[Stored data entries]

■ ■ ■ ■ ■ ■ ■

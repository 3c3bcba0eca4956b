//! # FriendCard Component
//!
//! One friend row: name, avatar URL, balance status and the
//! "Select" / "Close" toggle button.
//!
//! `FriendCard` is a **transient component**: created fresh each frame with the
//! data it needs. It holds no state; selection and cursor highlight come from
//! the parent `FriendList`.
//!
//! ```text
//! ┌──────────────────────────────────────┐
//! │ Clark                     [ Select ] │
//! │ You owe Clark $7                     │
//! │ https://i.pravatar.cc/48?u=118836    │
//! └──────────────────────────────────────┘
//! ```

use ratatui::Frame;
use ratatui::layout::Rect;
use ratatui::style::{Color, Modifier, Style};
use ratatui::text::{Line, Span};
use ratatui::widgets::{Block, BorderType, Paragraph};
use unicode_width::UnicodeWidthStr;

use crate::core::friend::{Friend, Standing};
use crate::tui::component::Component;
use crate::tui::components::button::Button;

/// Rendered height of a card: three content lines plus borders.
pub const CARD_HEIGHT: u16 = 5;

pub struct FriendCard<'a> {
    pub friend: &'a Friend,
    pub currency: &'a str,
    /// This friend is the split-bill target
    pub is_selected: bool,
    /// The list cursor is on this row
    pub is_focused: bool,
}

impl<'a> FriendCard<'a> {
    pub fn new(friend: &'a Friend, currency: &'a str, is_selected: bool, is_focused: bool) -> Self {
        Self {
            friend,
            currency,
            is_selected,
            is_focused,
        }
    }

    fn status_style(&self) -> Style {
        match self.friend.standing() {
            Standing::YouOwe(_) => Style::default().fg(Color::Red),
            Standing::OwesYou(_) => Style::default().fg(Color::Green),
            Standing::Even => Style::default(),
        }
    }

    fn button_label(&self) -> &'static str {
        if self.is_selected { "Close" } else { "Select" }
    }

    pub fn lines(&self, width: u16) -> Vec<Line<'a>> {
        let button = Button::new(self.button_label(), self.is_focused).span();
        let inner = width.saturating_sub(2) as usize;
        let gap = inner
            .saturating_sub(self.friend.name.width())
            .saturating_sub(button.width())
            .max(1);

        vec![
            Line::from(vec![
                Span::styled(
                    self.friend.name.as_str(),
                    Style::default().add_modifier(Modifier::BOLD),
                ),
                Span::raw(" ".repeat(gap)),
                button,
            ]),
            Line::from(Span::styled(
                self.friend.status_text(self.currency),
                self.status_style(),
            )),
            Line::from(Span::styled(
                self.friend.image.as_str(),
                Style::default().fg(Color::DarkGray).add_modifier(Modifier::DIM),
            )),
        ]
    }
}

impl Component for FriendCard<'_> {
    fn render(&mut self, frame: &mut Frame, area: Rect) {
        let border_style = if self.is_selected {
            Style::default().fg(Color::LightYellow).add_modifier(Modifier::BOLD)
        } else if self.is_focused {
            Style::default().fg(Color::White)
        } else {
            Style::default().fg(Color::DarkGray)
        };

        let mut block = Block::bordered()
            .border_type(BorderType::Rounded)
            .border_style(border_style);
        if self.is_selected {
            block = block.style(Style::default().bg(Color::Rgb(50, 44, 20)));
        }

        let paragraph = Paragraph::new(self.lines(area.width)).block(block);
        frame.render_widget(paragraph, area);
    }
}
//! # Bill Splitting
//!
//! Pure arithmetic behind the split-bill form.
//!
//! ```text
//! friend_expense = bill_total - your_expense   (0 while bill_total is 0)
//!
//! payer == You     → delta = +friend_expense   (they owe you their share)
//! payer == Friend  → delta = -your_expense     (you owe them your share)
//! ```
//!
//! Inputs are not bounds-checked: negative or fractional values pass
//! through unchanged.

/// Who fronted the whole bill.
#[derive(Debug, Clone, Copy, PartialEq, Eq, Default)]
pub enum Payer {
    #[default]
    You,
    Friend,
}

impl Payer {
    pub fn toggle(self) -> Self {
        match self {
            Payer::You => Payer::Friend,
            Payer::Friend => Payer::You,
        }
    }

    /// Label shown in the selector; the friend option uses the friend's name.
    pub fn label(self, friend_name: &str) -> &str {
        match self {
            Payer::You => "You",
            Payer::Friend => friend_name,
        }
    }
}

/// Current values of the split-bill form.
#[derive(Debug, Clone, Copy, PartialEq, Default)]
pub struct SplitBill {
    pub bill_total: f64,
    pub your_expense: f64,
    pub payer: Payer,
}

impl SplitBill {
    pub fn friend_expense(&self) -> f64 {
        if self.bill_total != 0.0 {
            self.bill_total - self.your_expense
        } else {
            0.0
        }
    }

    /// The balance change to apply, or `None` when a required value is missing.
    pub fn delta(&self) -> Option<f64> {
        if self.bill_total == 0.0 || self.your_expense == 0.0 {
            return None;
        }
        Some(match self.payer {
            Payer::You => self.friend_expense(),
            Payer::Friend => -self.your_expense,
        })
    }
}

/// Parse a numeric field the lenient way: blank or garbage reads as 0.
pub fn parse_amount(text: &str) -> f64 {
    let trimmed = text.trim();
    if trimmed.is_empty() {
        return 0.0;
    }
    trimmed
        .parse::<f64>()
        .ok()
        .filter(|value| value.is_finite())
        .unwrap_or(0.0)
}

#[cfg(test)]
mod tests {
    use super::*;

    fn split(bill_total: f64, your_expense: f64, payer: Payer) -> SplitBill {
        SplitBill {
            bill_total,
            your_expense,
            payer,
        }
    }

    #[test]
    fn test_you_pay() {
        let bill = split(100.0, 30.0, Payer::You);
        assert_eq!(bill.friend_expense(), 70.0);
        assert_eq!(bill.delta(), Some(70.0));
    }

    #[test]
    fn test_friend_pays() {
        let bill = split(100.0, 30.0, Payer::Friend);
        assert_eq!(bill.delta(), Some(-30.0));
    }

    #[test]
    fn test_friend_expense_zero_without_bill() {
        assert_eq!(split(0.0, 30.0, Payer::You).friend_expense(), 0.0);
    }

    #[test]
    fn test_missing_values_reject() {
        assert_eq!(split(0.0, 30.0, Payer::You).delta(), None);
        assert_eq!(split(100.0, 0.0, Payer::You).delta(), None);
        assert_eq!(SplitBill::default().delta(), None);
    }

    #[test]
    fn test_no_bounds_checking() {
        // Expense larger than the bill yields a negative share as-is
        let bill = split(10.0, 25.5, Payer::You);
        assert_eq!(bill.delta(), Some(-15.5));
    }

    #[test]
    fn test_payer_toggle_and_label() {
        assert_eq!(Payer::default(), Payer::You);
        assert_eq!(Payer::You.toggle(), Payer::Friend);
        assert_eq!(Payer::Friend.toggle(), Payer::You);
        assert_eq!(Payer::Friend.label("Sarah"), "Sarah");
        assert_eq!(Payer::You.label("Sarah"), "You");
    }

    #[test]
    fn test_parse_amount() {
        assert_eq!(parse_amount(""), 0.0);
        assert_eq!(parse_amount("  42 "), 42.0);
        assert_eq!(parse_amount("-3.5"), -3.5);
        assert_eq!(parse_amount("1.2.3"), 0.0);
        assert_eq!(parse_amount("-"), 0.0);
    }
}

■ ■ ■ ■ ■ ■ ■

_Try it_
Write out the complete set of records exactly as given.

_Exercise output_
repository 3c3bcba0eca4956b
//! # FriendCard Component
//!
//! One friend row: name, avatar URL, balance status and the
//! "Select" / "Close" toggle button.
//!
//! `FriendCard` is a **transient component**: created fresh each frame with the
//! data it needs. It holds no state; selection and cursor highlight come from
//! the parent `FriendList`.
//!
//! ```text
//! ┌──────────────────────────────────────┐
//! │ Clark                     [ Select ] │
//! │ You owe Clark $7                     │
//! │ https://i.pravatar.cc/48?u=118836    │
//! └──────────────────────────────────────┘
//! ```

use ratatui::Frame;
use ratatui::layout::Rect;
use ratatui::style::{Color, Modifier, Style};
use ratatui::text::{Line, Span};
use ratatui::widgets::{Block, BorderType, Paragraph};
use unicode_width::UnicodeWidthStr;

use crate::core::friend::{Friend, Standing};
use crate::tui::component::Component;
use crate::tui::components::button::Button;

/// Rendered height of a card: three content lines plus borders.
pub const CARD_HEIGHT: u16 = 5;

pub struct FriendCard<'a> {
    pub friend: &'a Friend,
    pub currency: &'a str,
    /// This friend is the split-bill target
    pub is_selected: bool,
    /// The list cursor is on this row
    pub is_focused: bool,
}

impl<'a> FriendCard<'a> {
    pub fn new(friend: &'a Friend, currency: &'a str, is_selected: bool, is_focused: bool) -> Self {
        Self {
            friend,
            currency,
            is_selected,
            is_focused,
        }
    }

    fn status_style(&self) -> Style {
        match self.friend.standing() {
            Standing::YouOwe(_) => Style::default().fg(Color::Red),
            Standing::OwesYou(_) => Style::default().fg(Color::Green),
            Standing::Even => Style::default(),
        }
    }

    fn button_label(&self) -> &'static str {
        if self.is_selected { "Close" } else { "Select" }
    }

    pub fn lines(&self, width: u16) -> Vec<Line<'a>> {
        let button = Button::new(self.button_label(), self.is_focused).span();
        let inner = width.saturating_sub(2) as usize;
        let gap = inner
            .saturating_sub(self.friend.name.width())
            .saturating_sub(button.width())
            .max(1);

        vec![
            Line::from(vec![
                Span::styled(
                    self.friend.name.as_str(),
                    Style::default().add_modifier(Modifier::BOLD),
                ),
                Span::raw(" ".repeat(gap)),
                button,
            ]),
            Line::from(Span::styled(
                self.friend.status_text(self.currency),
                self.status_style(),
            )),
            Line::from(Span::styled(
                self.friend.image.as_str(),
                Style::default().fg(Color::DarkGray).add_modifier(Modifier::DIM),
            )),
        ]
    }
}

impl Component for FriendCard<'_> {
    fn render(&mut self, frame: &mut Frame, area: Rect) {
        let border_style = if self.is_selected {
            Style::default().fg(Color::LightYellow).add_modifier(Modifier::BOLD)
        } else if self.is_focused {
            Style::default().fg(Color::White)
        } else {
            Style::default().fg(Color::DarkGray)
        };

        let mut block = Block::bordered()
            .border_type(BorderType::Rounded)
            .border_style(border_style);
        if self.is_selected {
            block = block.style(Style::default().bg(Color::Rgb(50, 44, 20)));
        }

        let paragraph = Paragraph::new(self.lines(area.width)).block(block);
        frame.render_widget(paragraph, area);
    }
}
//! # Bill Splitting
//!
//! Pure arithmetic behind the split-bill form.
//!
//! ```text
//! friend_expense = bill_total - your_expense   (0 while bill_total is 0)
//!
//! payer == You     → delta = +friend_expense   (they owe you their share)
//! payer == Friend  → delta = -your_expense     (you owe them your share)
//! ```
//!
//! Inputs are not bounds-checked: negative or fractional values pass
//! through unchanged.

/// Who fronted the whole bill.
#[derive(Debug, Clone, Copy, PartialEq, Eq, Default)]
pub enum Payer {
    #[default]
    You,
    Friend,
}

impl Payer {
    pub fn toggle(self) -> Self {
        match self {
            Payer::You => Payer::Friend,
            Payer::Friend => Payer::You,
        }
    }

    /// Label shown in the selector; the friend option uses the friend's name.
    pub fn label(self, friend_name: &str) -> &str {
        match self {
            Payer::You => "You",
            Payer::Friend => friend_name,
        }
    }
}

/// Current values of the split-bill form.
#[derive(Debug, Clone, Copy, PartialEq, Default)]
pub struct SplitBill {
    pub bill_total: f64,
    pub your_expense: f64,
    pub payer: Payer,
}

impl SplitBill {
    pub fn friend_expense(&self) -> f64 {
        if self.bill_total != 0.0 {
            self.bill_total - self.your_expense
        } else {
            0.0
        }
    }

    /// The balance change to apply, or `None` when a required value is missing.
    pub fn delta(&self) -> Option<f64> {
        if self.bill_total == 0.0 || self.your_expense == 0.0 {
            return None;
        }
        Some(match self.payer {
            Payer::You => self.friend_expense(),
            Payer::Friend => -self.your_expense,
        })
    }
}

/// Parse a numeric field the lenient way: blank or garbage reads as 0.
pub fn parse_amount(text: &str) -> f64 {
    let trimmed = text.trim();
    if trimmed.is_empty() {
        return 0.0;
    }
    trimmed
        .parse::<f64>()
        .ok()
        .filter(|value| value.is_finite())
        .unwrap_or(0.0)
}

#[cfg(test)]
mod tests {
    use super::*;

    fn split(bill_total: f64, your_expense: f64, payer: Payer) -> SplitBill {
        SplitBill {
            bill_total,
            your_expense,
            payer,
        }
    }

    #[test]
    fn test_you_pay() {
        let bill = split(100.0, 30.0, Payer::You);
        assert_eq!(bill.friend_expense(), 70.0);
        assert_eq!(bill.delta(), Some(70.0));
    }

    #[test]
    fn test_friend_pays() {
        let bill = split(100.0, 30.0, Payer::Friend);
        assert_eq!(bill.delta(), Some(-30.0));
    }

    #[test]
    fn test_friend_expense_zero_without_bill() {
        assert_eq!(split(0.0, 30.0, Payer::You).friend_expense(), 0.0);
    }

    #[test]
    fn test_missing_values_reject() {
        assert_eq!(split(0.0, 30.0, Payer::You).delta(), None);
        assert_eq!(split(100.0, 0.0, Payer::You).delta(), None);
        assert_eq!(SplitBill::default().delta(), None);
    }

    #[test]
    fn test_no_bounds_checking() {
        // Expense larger than the bill yields a negative share as-is
        let bill = split(10.0, 25.5, Payer::You);
        assert_eq!(bill.delta(), Some(-15.5));
    }

    #[test]
    fn test_payer_toggle_and_label() {
        assert_eq!(Payer::default(), Payer::You);
        assert_eq!(Payer::You.toggle(), Payer::Friend);
        assert_eq!(Payer::Friend.toggle(), Payer::You);
        assert_eq!(Payer::Friend.label("Sarah"), "Sarah");
        assert_eq!(Payer::You.label("Sarah"), "You");
    }

    #[test]
    fn test_parse_amount() {
        assert_eq!(parse_amount(""), 0.0);
        assert_eq!(parse_amount("  42 "), 42.0);
        assert_eq!(parse_amount("-3.5"), -3.5);
        assert_eq!(parse_amount("1.2.3"), 0.0);
        assert_eq!(parse_amount("-"), 0.0);
    }
}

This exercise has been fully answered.